Segment Open

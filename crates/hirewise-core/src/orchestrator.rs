//! Request orchestration with sequential fallback across providers
//!
//! [`AiRouter`] is the entry point callers hold. It validates a request, asks
//! the selector for an ordered route, then walks that route one provider at a
//! time until one succeeds. Providers are never raced: each attempt finishes
//! (success, error or deadline) before the next begins.

use std::sync::Arc;
use std::time::{Duration, Instant};

use tokio_util::sync::CancellationToken;
use tracing::{Instrument, debug, info, info_span, warn};
use uuid::Uuid;

use crate::config::RouterConfig;
use crate::error::{ProviderError, ProviderErrorKind, RouterError};
use crate::providers::types::{CallMode, ProviderRequest};
use crate::registry::{ProviderRegistry, RegisteredProvider};
use crate::selector::{Requirements, RouteQuery, StaticTierResolver, TierPolicy, TierResolver, select_route};
use crate::types::{
    CallerTier, ChatMessage, ChatRole, Complexity, GenerationRequest, NormalizedResponse,
    ProviderOverride, RouteDecision, estimate_tokens,
};

/// Upper bound on per-provider attempts accepted from config
pub const MAX_ATTEMPTS_PER_PROVIDER: u32 = 10;

/// Same-provider retry policy applied before falling back
#[derive(Debug, Clone, Copy, PartialEq, Eq)]
pub struct RetryPolicy {
    /// Attempts per provider, including the first; 1 disables retries
    pub max_attempts_per_provider: u32,
    /// Base delay for exponential backoff
    pub base_delay: Duration,
}

impl Default for RetryPolicy {
    fn default() -> Self {
        Self {
            max_attempts_per_provider: 1,
            base_delay: Duration::from_millis(500),
        }
    }
}

/// Routes generation and chat requests across registered providers
pub struct AiRouter {
    registry: Arc<ProviderRegistry>,
    tier_policy: TierPolicy,
    tiers: Arc<dyn TierResolver>,
    retry: RetryPolicy,
    chat_complexity: Complexity,
    default_temperature: f32,
}

impl std::fmt::Debug for AiRouter {
    fn fmt(&self, f: &mut std::fmt::Formatter<'_>) -> std::fmt::Result {
        f.debug_struct("AiRouter")
            .field("providers", &self.registry.len())
            .field("tier_policy", &self.tier_policy)
            .field("retry", &self.retry)
            .field("chat_complexity", &self.chat_complexity)
            .field("default_temperature", &self.default_temperature)
            .finish()
    }
}

impl AiRouter {
    pub fn new(registry: Arc<ProviderRegistry>) -> Self {
        Self {
            registry,
            tier_policy: TierPolicy::default(),
            tiers: Arc::new(StaticTierResolver::default()),
            retry: RetryPolicy::default(),
            chat_complexity: Complexity::Medium,
            default_temperature: 0.7,
        }
    }

    /// Build a router whose policies come from the `[routing]`, `[retry]`
    /// and `[callers]` config tables
    pub fn from_config(registry: Arc<ProviderRegistry>, config: &RouterConfig) -> Self {
        Self::new(registry)
            .with_tier_policy(TierPolicy::from_config(&config.routing))
            .with_tier_resolver(Arc::new(StaticTierResolver::from_config(&config.callers)))
            .with_retry_policy(RetryPolicy {
                max_attempts_per_provider: config
                    .retry
                    .max_attempts_per_provider
                    .clamp(1, MAX_ATTEMPTS_PER_PROVIDER),
                base_delay: config.retry.base_delay(),
            })
            .with_chat_complexity(config.routing.chat_complexity)
            .with_default_temperature(config.routing.default_temperature)
    }

    pub fn with_tier_policy(mut self, policy: TierPolicy) -> Self {
        self.tier_policy = policy;
        self
    }

    pub fn with_tier_resolver(mut self, resolver: Arc<dyn TierResolver>) -> Self {
        self.tiers = resolver;
        self
    }

    pub fn with_retry_policy(mut self, retry: RetryPolicy) -> Self {
        self.retry = retry;
        self
    }

    pub fn with_chat_complexity(mut self, complexity: Complexity) -> Self {
        self.chat_complexity = complexity;
        self
    }

    pub fn with_default_temperature(mut self, temperature: f32) -> Self {
        self.default_temperature = temperature.clamp(0.0, 2.0);
        self
    }

    pub fn registry(&self) -> &ProviderRegistry {
        &self.registry
    }

    /// Resolve the plan tier for a caller; anonymous callers run as premium
    pub fn caller_tier(&self, caller_id: Option<&str>) -> CallerTier {
        caller_id.map_or(CallerTier::Premium, |id| self.tiers.tier_for(id))
    }

    /// Validate a request and compute its route without calling any provider
    pub fn plan(&self, request: &GenerationRequest) -> Result<RouteDecision, RouterError> {
        request.validate()?;
        let query = RouteQuery {
            complexity: request.complexity,
            provider_override: &request.provider_override,
            caller_tier: self.caller_tier(request.caller_id.as_deref()),
            requirements: Requirements {
                json_mode: request.response_format.is_json(),
                chat: false,
                input_tokens: request.estimated_input_tokens(),
            },
        };
        Ok(select_route(&self.registry, &self.tier_policy, &query))
    }

    /// Single-shot generation: validate, route, then attempt providers in order
    pub async fn route_request(
        &self,
        request: &GenerationRequest,
    ) -> Result<NormalizedResponse, RouterError> {
        let span = info_span!(
            "route_request",
            request_id = %Uuid::new_v4(),
            complexity = %request.complexity,
            provider_override = %request.provider_override,
        );

        async {
            let decision = self.plan(request)?;
            if decision.is_empty() {
                return Err(no_provider(&request.provider_override, request.response_format.is_json()));
            }

            let provider_request = ProviderRequest::completion(
                &request.prompt,
                request.system_instruction.as_deref(),
                request.response_format,
                request.temperature.unwrap_or(self.default_temperature),
            );
            self.dispatch(&decision, &provider_request).await
        }
        .instrument(span)
        .await
    }

    /// [`route_request`](Self::route_request) that gives up as soon as
    /// `cancel` fires, dropping the in-flight provider call
    pub async fn route_request_cancellable(
        &self,
        request: &GenerationRequest,
        cancel: &CancellationToken,
    ) -> Result<NormalizedResponse, RouterError> {
        tokio::select! {
            biased;
            _ = cancel.cancelled() => {
                debug!("route_request cancelled by caller");
                Err(RouterError::Cancelled)
            }
            result = self.route_request(request) => result,
        }
    }

    /// Resolve the chat route for a caller so a whole session can be pinned
    /// to it. `None` resolves to the premium route.
    pub fn get_route(&self, caller_id: Option<&str>) -> RouteDecision {
        let query = RouteQuery {
            complexity: self.chat_complexity,
            provider_override: &ProviderOverride::Auto,
            caller_tier: self.caller_tier(caller_id),
            requirements: Requirements {
                json_mode: false,
                chat: true,
                input_tokens: 0,
            },
        };
        select_route(&self.registry, &self.tier_policy, &query)
    }

    /// Multi-turn chat over a route previously obtained from
    /// [`get_route`](Self::get_route). The selector is not consulted again.
    ///
    /// Each turn starts at the route's primary. A failed turn falls back
    /// along the route unless it is pinned, so the next turn goes back to
    /// the primary. Route entries whose input limit is below the transcript
    /// size are skipped.
    pub async fn chat(
        &self,
        messages: &[ChatMessage],
        route: &RouteDecision,
    ) -> Result<NormalizedResponse, RouterError> {
        let span = info_span!(
            "chat",
            request_id = %Uuid::new_v4(),
            turns = messages.len(),
            primary = route.primary().unwrap_or("none"),
        );

        async {
            validate_chat(messages)?;
            if route.is_empty() {
                return Err(RouterError::NoProviderAvailable {
                    reason: "chat route is empty".to_string(),
                });
            }
            let request = ProviderRequest::chat(messages, self.default_temperature);
            self.dispatch(route, &request).await
        }
        .instrument(span)
        .await
    }

    /// [`chat`](Self::chat) that gives up as soon as `cancel` fires
    pub async fn chat_cancellable(
        &self,
        messages: &[ChatMessage],
        route: &RouteDecision,
        cancel: &CancellationToken,
    ) -> Result<NormalizedResponse, RouterError> {
        tokio::select! {
            biased;
            _ = cancel.cancelled() => {
                debug!("chat cancelled by caller");
                Err(RouterError::Cancelled)
            }
            result = self.chat(messages, route) => result,
        }
    }

    /// Walk the route in order; first success wins
    async fn dispatch(
        &self,
        decision: &RouteDecision,
        request: &ProviderRequest,
    ) -> Result<NormalizedResponse, RouterError> {
        let mut failures: Vec<ProviderError> = Vec::with_capacity(decision.len());
        // completions were already size-filtered by the selector
        let chat_tokens =
            (request.mode == CallMode::Chat).then(|| estimate_chat_tokens(&request.messages));

        for (idx, id) in decision.providers.iter().enumerate() {
            debug!(
                "Attempting provider {} ({}/{}), pinned={}",
                id,
                idx + 1,
                decision.len(),
                decision.pinned
            );

            let outcome = match self.registry.entry(id) {
                Some(provider) if request.mode == CallMode::Chat && !provider.descriptor.supports_chat => {
                    Err(ProviderError::new(
                        ProviderErrorKind::Unknown,
                        id.as_str(),
                        "provider does not support chat",
                    ))
                }
                Some(provider)
                    if chat_tokens.is_some_and(|t| t > provider.descriptor.max_input_tokens) =>
                {
                    Err(ProviderError::new(
                        ProviderErrorKind::Unknown,
                        id.as_str(),
                        format!(
                            "transcript of ~{} tokens exceeds input limit of {}",
                            chat_tokens.unwrap_or_default(),
                            provider.descriptor.max_input_tokens
                        ),
                    ))
                }
                Some(provider) => self.attempt(provider, request).await,
                None => Err(ProviderError::new(
                    ProviderErrorKind::Unknown,
                    id.as_str(),
                    "provider is not registered",
                )),
            };

            match outcome {
                Ok(response) => {
                    if idx > 0 {
                        info!(
                            "Request succeeded on fallback provider {} after {} failure(s)",
                            response.provider_id,
                            failures.len()
                        );
                    }
                    debug!(
                        "Provider {} answered in {}ms, tokens={:?}",
                        response.provider_id, response.latency_ms, response.tokens_used
                    );
                    return Ok(response);
                }
                Err(e) => {
                    warn!("Provider {} failed ({}): {}", e.provider_id, e.kind, e.cause);
                    failures.push(e);

                    if decision.pinned {
                        debug!("Route is pinned to {}, not falling back", id);
                        break;
                    }
                    if let Some(next) = decision.providers.get(idx + 1) {
                        info!("Failing over from {} to {}", id, next);
                    }
                }
            }
        }

        Err(RouterError::AllProvidersFailed { failures })
    }

    /// One provider, with the descriptor deadline and optional retries
    async fn attempt(
        &self,
        provider: &RegisteredProvider,
        request: &ProviderRequest,
    ) -> Result<NormalizedResponse, ProviderError> {
        let descriptor = &provider.descriptor;
        let max_attempts = self.retry.max_attempts_per_provider.max(1);
        let mut attempt = 0u32;

        loop {
            let started = Instant::now();
            let result = match tokio::time::timeout(
                descriptor.timeout(),
                provider.adapter.execute(request, descriptor),
            )
            .await
            {
                Ok(result) => result,
                Err(_) => Err(ProviderError::timeout(
                    descriptor.id.as_str(),
                    format!("no response within {}ms", descriptor.timeout_ms),
                )),
            };

            match result {
                Ok(mut response) => {
                    response.provider_id = descriptor.id.clone();
                    if response.latency_ms == 0 {
                        response.latency_ms = started.elapsed().as_millis() as u64;
                    }
                    return Ok(response);
                }
                Err(e) if e.kind.is_transient() && attempt + 1 < max_attempts => {
                    let delay = backoff_delay(self.retry.base_delay, attempt);
                    warn!(
                        "Provider {} {} (attempt {}/{}), retrying in {:?}",
                        descriptor.id,
                        e.kind,
                        attempt + 1,
                        max_attempts,
                        delay
                    );
                    tokio::time::sleep(delay).await;
                    attempt += 1;
                }
                Err(e) => return Err(e),
            }
        }
    }
}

Segment Closed

__YOUR OBJECTIVE__
Over the whole listing above, give the number of lines in which "first" occurs, and no other words.

__TASK RESULT__
2